Essen-Werden. Exotisch und doch vertraut stehen sie da: Maria, Josef, das Jesuskind. Aus dunklem Holz sind sie geschnitzt, ihre Gesichtszüge ähneln wohl denen ihrer Schöpfer. Beim Eintritt in die Ludgeri-Altenstiftung erklingt Akkordeon-Musik, schon vor der Tür duftet es nach frischen Reibekuchen. Im ökumenischen Basar der beiden Werdener Kirchengemeinden kann man neben allerlei Handarbeiten und selbst eingekochter Marmelade auch die ungewöhnlichen Krippenfiguren kaufen. Und in ihr Herkunftsland, das ostafrikanische Ruanda, überweisen die Veranstalter dann auch den Erlös.

Im Verhältnis zur Gesamtbevölkerung leben nirgendwo sonst so viele elternlose Kinder wie in dem kleinen ostafrikanischen Land. 825 000 der elf Millionen Einwohner sind minderjährige Waisen. Das ergab jüngst eine Studie des Kinderhilfswerks Unicef. „Im Bürgerkrieg verloren tausende Kinder ihre Eltern“, weiß Anneliese Kuhlmann, die die Afrika-Hilfe der Werdener Gemeinden koordiniert. „Eine neue Herausforderung entstand durch die Verbreitung von Aids. Ruanda gehört zu den Staaten mit der höchsten Rate an HIV-Infektionen auf der Welt.“

Wenn Eltern sterben, bleiben Kinder in der Regel unversorgt zurück. In Zusammenarbeit mit der Afrika-Stiftung von Johannes Küpperfahrenberg aus Niederwenigern sowie der Caritas des örtlichen Bistums Butare organisieren die Abteistädter seit fünf Jahren Hilfsangebote für so genannte Kinderfamilien. 50 dieser Gruppen existieren derzeit. In ihnen werden heimatlose Jungen und Mädchen zusammengeführt, die bislang völlig auf sich allein gestellt waren. „Deren Elend mag man sich kaum vorstellen“, so die engagierte Christin. Miserabel bezahlte Schwerstarbeit und auch Prostitution gehören zum traurigen Alltag.

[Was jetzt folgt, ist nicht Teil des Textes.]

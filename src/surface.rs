//! Scene model: colors, glyphs, and the drawing surface that owns them.
//!
//! The surface holds two real layers. The static layer is the court outline,
//! built once from the board dimensions. The dynamic layer is a z-ordered
//! store of glyphs (marker ovals, line-segment squares, erase overdraws).
//! The renderer reads both — [`Surface::background`] and
//! [`Surface::sorted_glyphs`] — to determine draw order.
//!
//! `reassert_background` keeps the classic redraw-the-court-after-every-draw
//! contract observable: the board invokes it after marker placement and
//! erasure, and each invocation is recorded in a monotonic epoch. With real
//! layering the call changes no pixels; the court is always stroked above
//! the dynamic layer.

#[cfg(test)]
#[path = "surface_test.rs"]
mod surface_test;

use std::collections::HashMap;

use serde::{Deserialize, Serialize};
use uuid::Uuid;

use crate::court::{self, CourtShape};
use crate::geom::Bounds;

/// Unique identifier for a glyph on the surface.
pub type GlyphId = Uuid;

/// The board's palette.
#[derive(Debug, Clone, Copy, PartialEq, Eq, Serialize, Deserialize)]
#[serde(rename_all = "lowercase")]
pub enum Color {
    /// Offense markers and lines.
    Red,
    /// Defense markers and lines.
    Blue,
    /// The background; also used to erase by overdrawing.
    White,
    /// Marker outlines and the court strokes.
    Black,
}

impl Color {
    /// The CSS color string for canvas fill/stroke styles.
    #[must_use]
    pub fn as_css(self) -> &'static str {
        match self {
            Self::Red => "red",
            Self::Blue => "blue",
            Self::White => "white",
            Self::Black => "black",
        }
    }
}

/// The drawn form of a glyph.
#[derive(Debug, Clone, Copy, PartialEq, Eq, Serialize, Deserialize)]
#[serde(rename_all = "lowercase")]
pub enum GlyphShape {
    /// Oval inscribed in its bounds.
    Oval,
    /// Filled and outlined rectangle.
    Rect,
}

/// One dynamic object on the surface.
#[derive(Debug, Clone, Serialize, Deserialize)]
pub struct Glyph {
    /// Unique identifier; the handle held by strategy pieces.
    pub id: GlyphId,
    /// Oval or rectangle.
    pub shape: GlyphShape,
    /// Bounding box in board pixels.
    pub bounds: Bounds,
    /// Interior color.
    pub fill: Color,
    /// Outline color.
    pub outline: Color,
    /// Stacking order; lower values are drawn beneath higher values.
    pub z_index: i64,
}

/// The drawing surface: static court layer plus z-ordered dynamic glyphs.
pub struct Surface {
    width: f64,
    height: f64,
    background: Vec<CourtShape>,
    glyphs: HashMap<GlyphId, Glyph>,
    next_z: i64,
    background_epoch: u64,
}

impl Surface {
    /// Create a surface for a board of the given size, with the court built
    /// and no dynamic glyphs.
    #[must_use]
    pub fn new(width: f64, height: f64) -> Self {
        Self {
            width,
            height,
            background: court::shapes(width, height),
            glyphs: HashMap::new(),
            next_z: 0,
            background_epoch: 0,
        }
    }

    /// Draw an oval filled with `fill`, outlined in black, above everything
    /// drawn so far. Returns the new glyph's handle.
    pub fn draw_oval(&mut self, bounds: Bounds, fill: Color) -> GlyphId {
        self.push_glyph(GlyphShape::Oval, bounds, fill, Color::Black)
    }

    /// Draw a rectangle with the given fill and outline above everything
    /// drawn so far. Returns the new glyph's handle.
    pub fn draw_rect(&mut self, bounds: Bounds, fill: Color, outline: Color) -> GlyphId {
        self.push_glyph(GlyphShape::Rect, bounds, fill, outline)
    }

    fn push_glyph(&mut self, shape: GlyphShape, bounds: Bounds, fill: Color, outline: Color) -> GlyphId {
        let id = Uuid::new_v4();
        let z_index = self.next_z;
        self.next_z += 1;
        self.glyphs.insert(id, Glyph { id, shape, bounds, fill, outline, z_index });
        id
    }

    /// Remove a glyph by handle, returning it if it was present. Removing an
    /// unknown handle is a no-op.
    pub fn remove(&mut self, id: &GlyphId) -> Option<Glyph> {
        self.glyphs.remove(id)
    }

    /// Return a reference to a glyph by handle.
    #[must_use]
    pub fn get(&self, id: &GlyphId) -> Option<&Glyph> {
        self.glyphs.get(id)
    }

    /// Reassert the static layer above the current dynamic state.
    ///
    /// Layering makes this bookkeeping rather than a geometry redraw: the
    /// renderer always strokes the court last, so the call only records that
    /// the contract was honored. Idempotent in visible effect.
    pub fn reassert_background(&mut self) {
        self.background_epoch += 1;
    }

    /// How many times the background has been reasserted.
    #[must_use]
    pub fn background_epoch(&self) -> u64 {
        self.background_epoch
    }

    /// The fill color of the surface base, also used for erasing.
    #[must_use]
    pub fn background_fill(&self) -> Color {
        Color::White
    }

    /// The static court layer.
    #[must_use]
    pub fn background(&self) -> &[CourtShape] {
        &self.background
    }

    /// Return all glyphs sorted by `(z_index, id)` for draw order.
    #[must_use]
    pub fn sorted_glyphs(&self) -> Vec<&Glyph> {
        let mut glyphs: Vec<&Glyph> = self.glyphs.values().collect();
        glyphs.sort_by(|a, b| a.z_index.cmp(&b.z_index).then_with(|| a.id.cmp(&b.id)));
        glyphs
    }

    /// Number of dynamic glyphs currently on the surface.
    #[must_use]
    pub fn len(&self) -> usize {
        self.glyphs.len()
    }

    /// Returns `true` if the surface has no dynamic glyphs.
    #[must_use]
    pub fn is_empty(&self) -> bool {
        self.glyphs.is_empty()
    }

    /// Board width in pixels.
    #[must_use]
    pub fn width(&self) -> f64 {
        self.width
    }

    /// Board height in pixels.
    #[must_use]
    pub fn height(&self) -> f64 {
        self.height
    }
}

Jeweils ein Kind der Gruppe, in den meisten Fällen ist es das älteste, erhält eine vollwertige Berufsausbildung und fungiert als Haushaltsvorstand. „Finanziert werden zudem Schulausbildungen für die jüngeren Geschwister, eine feste Unterkunft, ein Stückchen Land für Ackerbau sowie die Krankenversicherung“, erläutert Küpperfahrenberg.

Bereits seit 1975 unterstützt die Propsteigemeinde St. Ludgerus diverse Projekte in Ruanda. Eine gut funktionierende Mütterschule, die unter anderem Grundlagen von Hygiene und gesunder Ernährung vermittelte, fiel aber wie zahlreiche andere Bildungseinrichtungen den brutalen Wirren des Bürgerkriegs zwischen Hutu und Tutsi zum Opfer. „Marlies Lämmler, die damalige Leiterin der Schule, überlebte nur, weil sie sich zufällig zum Zeitpunkt der schlimmsten Massaker in einem Schweizer Krankenhaus behandeln ließ“, schildert Anneliese Kuhlmann. Auch die Schule wurde beinahe zwangsläufig zu einer Einrichtung für Waisen. Hier fanden Kinder einen Anlaufpunkt. Ihre Betreuung stellen nicht selten Witwen von Bürgerkriegsopfern sicher. Die Versorgung mit Lebensmitteln stellt trotz großer Anstrengungen im projekteigenen landwirtschaftlichen Betrieb die Betreuerinnen Marlies Lämmle und Maria Utler vor riesige Probleme. „Auch hier möchten wir einen Beitrag leisten“, so Anneliese Kuhlmann.